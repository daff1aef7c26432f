//! Auto-reconnecting Unix domain socket client.
//!
//! The loop thread owns a reconnect loop around the multiplexer:
//!
//! ```text
//!            ┌───────── connect failed: wait reconnect_timeout (wake aborts) ─┐
//!            ▼                                                                │
//! ┌────────────────┐  connect ok   ┌──────────────────┐                       │
//! │  Disconnected  │ ────────────► │    Connected     │                       │
//! │  ready = false │ ◄──────────── │    ready = true  │                       │
//! └────────────────┘  EOF / error  └──────────────────┘                       │
//!            │        (retry now)          │ stop()                           │
//!            └─────────────────────────────┴──► loop exits, ready = false ◄───┘
//! ```
//!
//! Every change of the ready flag goes through one lock and publishes
//! exactly one `ReadyChanged`, so observers never see the same value twice
//! in a row.

use std::io;
use std::os::unix::io::AsRawFd;
use std::os::unix::net::UnixStream;
use std::path::PathBuf;
use std::sync::atomic::{AtomicBool, AtomicU64, Ordering};
use std::sync::{Arc, Mutex, MutexGuard, PoisonError, RwLock};
use std::time::Duration;

use bytes::Bytes;

use crate::buffer::{ConnectionBuffer, StreamStatus};
use crate::config::IpcConfig;
use crate::endpoint::{self, Connect};
use crate::error::{write_outcome, IpcError, Result};
use crate::events::{ClientEvent, EventSink};
use crate::lifecycle::{EngineState, LoopHandle, StateCell};
use crate::poller::{self, Dispatch, Flow, PollSet, Readiness};
use crate::wake::WakeSignal;

const CONNECTION_SLOT: usize = 1;

/// Unix domain socket client that keeps reconnecting to one server.
///
/// `start`, `stop`, `send` and the accessors may be called from any thread.
pub struct IpcClient {
    config: IpcConfig,
    shared: Arc<ClientShared>,
    runtime: Mutex<Option<ClientRuntime>>,
}

struct ClientRuntime {
    handle: LoopHandle,
    server_path: PathBuf,
}

/// State touched by both the loop thread and callers.
struct ClientShared {
    sink: Arc<dyn EventSink<ClientEvent>>,
    state: StateCell,
    ready: AtomicBool,
    /// Serialises ready transitions with their notifications.
    ready_lock: Mutex<()>,
    reconnect_timeout_ms: AtomicU64,
    /// Current connection; `Some` only while connected.
    stream: RwLock<Option<Arc<UnixStream>>>,
}

impl ClientShared {
    /// Sets the ready flag, publishing only on an actual change.
    fn set_ready(&self, ready: bool) {
        let _guard = self.ready_lock.lock().unwrap_or_else(PoisonError::into_inner);
        if self.ready.swap(ready, Ordering::AcqRel) != ready {
            self.sink.publish(ClientEvent::ReadyChanged(ready));
        }
    }

    /// Marks the client ready unless a stop was already requested.
    ///
    /// `stop` clears `running` before forcing ready off under the same lock,
    /// so no `ReadyChanged(true)` can follow the final `false`.
    fn mark_connected(&self, running: &AtomicBool) -> bool {
        let _guard = self.ready_lock.lock().unwrap_or_else(PoisonError::into_inner);
        if !running.load(Ordering::Acquire) {
            return false;
        }
        if !self.ready.swap(true, Ordering::AcqRel) {
            self.sink.publish(ClientEvent::ReadyChanged(true));
        }
        true
    }

    /// Records an unrecoverable loop failure.
    fn fail(&self, reason: String) {
        log::error!("[sockbus-client] loop terminated: {reason}");
        // A concurrent stop keeps its Stopping state.
        self.state.transition(EngineState::Running, EngineState::Faulted);
        self.sink.publish(ClientEvent::LoopFailed(reason));
    }

    fn reconnect_timeout(&self) -> Duration {
        Duration::from_millis(self.reconnect_timeout_ms.load(Ordering::Relaxed))
    }

    fn set_stream(&self, stream: Option<Arc<UnixStream>>) {
        *self.stream.write().unwrap_or_else(PoisonError::into_inner) = stream;
    }
}

impl std::fmt::Debug for IpcClient {
    fn fmt(&self, f: &mut std::fmt::Formatter<'_>) -> std::fmt::Result {
        f.debug_struct("IpcClient")
            .field("state", &self.state())
            .field("ready", &self.is_ready())
            .field("server_path", &self.server_path())
            .finish_non_exhaustive()
    }
}

impl IpcClient {
    /// Creates a stopped client that will publish to `sink`.
    pub fn new(config: IpcConfig, sink: impl EventSink<ClientEvent> + 'static) -> Self {
        let reconnect_timeout_ms = AtomicU64::new(config.reconnect_timeout_ms);
        Self {
            config,
            shared: Arc::new(ClientShared {
                sink: Arc::new(sink),
                state: StateCell::default(),
                ready: AtomicBool::new(false),
                ready_lock: Mutex::new(()),
                reconnect_timeout_ms,
                stream: RwLock::new(None),
            }),
            runtime: Mutex::new(None),
        }
    }

    /// Starts connecting to the server endpoint `server_name`.
    ///
    /// Returns as soon as the loop thread is running; the connection itself
    /// is reported later through `ReadyChanged(true)`. A missing server is
    /// not an error: the client retries every reconnect interval.
    ///
    /// # Errors
    ///
    /// [`IpcError::AlreadyStarted`] if started or still stopping;
    /// [`IpcError::InvalidName`] /
    /// [`IpcError::PathTooLong`] for bad names; [`IpcError::Setup`] /
    /// [`IpcError::Spawn`] when a resource cannot be acquired.
    pub fn start(&self, server_name: &str) -> Result<()> {
        let mut runtime = self.lock_runtime();
        if runtime.is_some() || self.shared.state.load() == EngineState::Stopping {
            return Err(IpcError::AlreadyStarted);
        }

        let server_path = self.config.socket_path(server_name)?;
        let wake = Arc::new(WakeSignal::new().map_err(IpcError::setup("pipe"))?);
        let running = Arc::new(AtomicBool::new(false));

        let client_loop = ClientLoop {
            server_path: server_path.clone(),
            shared: Arc::clone(&self.shared),
            wake: Arc::clone(&wake),
            running: Arc::clone(&running),
            buffer: ConnectionBuffer::new(self.config.scratch_size()),
        };

        self.shared.state.store(EngineState::Running);
        let spawned = LoopHandle::spawn(
            format!("sockbus-cli-{server_name}"),
            wake,
            running,
            move || client_loop.run(),
        );
        let handle = match spawned {
            Ok(handle) => handle,
            Err(e) => {
                self.shared.state.store(EngineState::NotRunning);
                return Err(e);
            }
        };

        log::info!("[sockbus-client] started for {}", server_path.display());
        *runtime = Some(ClientRuntime { handle, server_path });
        Ok(())
    }

    /// Disconnects, stops the loop thread and releases its descriptors.
    ///
    /// Publishes `ReadyChanged(false)` if the client was connected. Blocks
    /// until the loop thread has exited; a pending reconnect wait is cut
    /// short.
    ///
    /// # Errors
    ///
    /// [`IpcError::NotStarted`] if not started; [`IpcError::StopFromLoopThread`]
    /// when called from inside an inline event sink.
    pub fn stop(&self) -> Result<()> {
        let rt = {
            let mut runtime = self.lock_runtime();
            let Some(rt) = runtime.take() else {
                return Err(IpcError::NotStarted);
            };
            if rt.handle.is_loop_thread() {
                *runtime = Some(rt);
                return Err(IpcError::StopFromLoopThread);
            }
            self.shared.state.store(EngineState::Stopping);
            rt
        };

        // `running` must be clear before ready is forced off.
        rt.handle.request_stop();
        self.shared.set_ready(false);
        // Joined without the lifecycle lock: sinks running on the loop
        // thread may still call accessors.
        rt.handle.shutdown();

        self.shared.set_stream(None);
        {
            let _runtime = self.lock_runtime();
            self.shared.state.store(EngineState::NotRunning);
        }
        log::info!("[sockbus-client] stopped for {}", rt.server_path.display());
        Ok(())
    }

    /// Writes `data` to the server with a single non-blocking send.
    ///
    /// # Errors
    ///
    /// [`IpcError::NotConnected`] unless ready; [`IpcError::WouldBlock`] /
    /// [`IpcError::PartialWrite`] when the socket buffer could not take the
    /// whole payload; [`IpcError::Io`] otherwise.
    pub fn send(&self, data: &[u8]) -> Result<usize> {
        if !self.is_ready() {
            return Err(IpcError::NotConnected);
        }
        let stream = self.shared.stream.read().unwrap_or_else(PoisonError::into_inner);
        let stream = stream.as_ref().ok_or(IpcError::NotConnected)?;
        write_outcome(endpoint::send_once(stream, data), data.len())
    }

    /// True while connected and usable.
    pub fn is_ready(&self) -> bool {
        self.shared.ready.load(Ordering::Acquire)
    }

    /// Current reconnect interval.
    pub fn reconnect_timeout(&self) -> Duration {
        self.shared.reconnect_timeout()
    }

    /// Changes the reconnect interval. Applies from the next failed attempt.
    pub fn set_reconnect_timeout(&self, timeout: Duration) {
        let millis = u64::try_from(timeout.as_millis()).unwrap_or(u64::MAX);
        self.shared.reconnect_timeout_ms.store(millis, Ordering::Relaxed);
    }

    /// Current lifecycle state.
    pub fn state(&self) -> EngineState {
        self.shared.state.load()
    }

    /// Path of the server socket while started.
    pub fn server_path(&self) -> Option<PathBuf> {
        self.lock_runtime().as_ref().map(|rt| rt.server_path.clone())
    }

    fn lock_runtime(&self) -> MutexGuard<'_, Option<ClientRuntime>> {
        self.runtime.lock().unwrap_or_else(|poisoned| {
            log::warn!("[sockbus-client] lifecycle mutex poisoned; recovering");
            poisoned.into_inner()
        })
    }
}

impl Drop for IpcClient {
    fn drop(&mut self) {
        match self.stop() {
            Ok(()) | Err(IpcError::NotStarted) => {}
            Err(e) => log::warn!("[sockbus-client] stop on drop failed: {e}"),
        }
    }
}

/// State owned by the loop thread.
struct ClientLoop {
    server_path: PathBuf,
    shared: Arc<ClientShared>,
    wake: Arc<WakeSignal>,
    running: Arc<AtomicBool>,
    buffer: ConnectionBuffer,
}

TASK PROMPT ->
Above are the records; copy each line from them that includes the string "same".

ANSWER ->
//! exactly one `ReadyChanged`, so observers never see the same value twice
    /// `stop` clears `running` before forcing ready off under the same lock,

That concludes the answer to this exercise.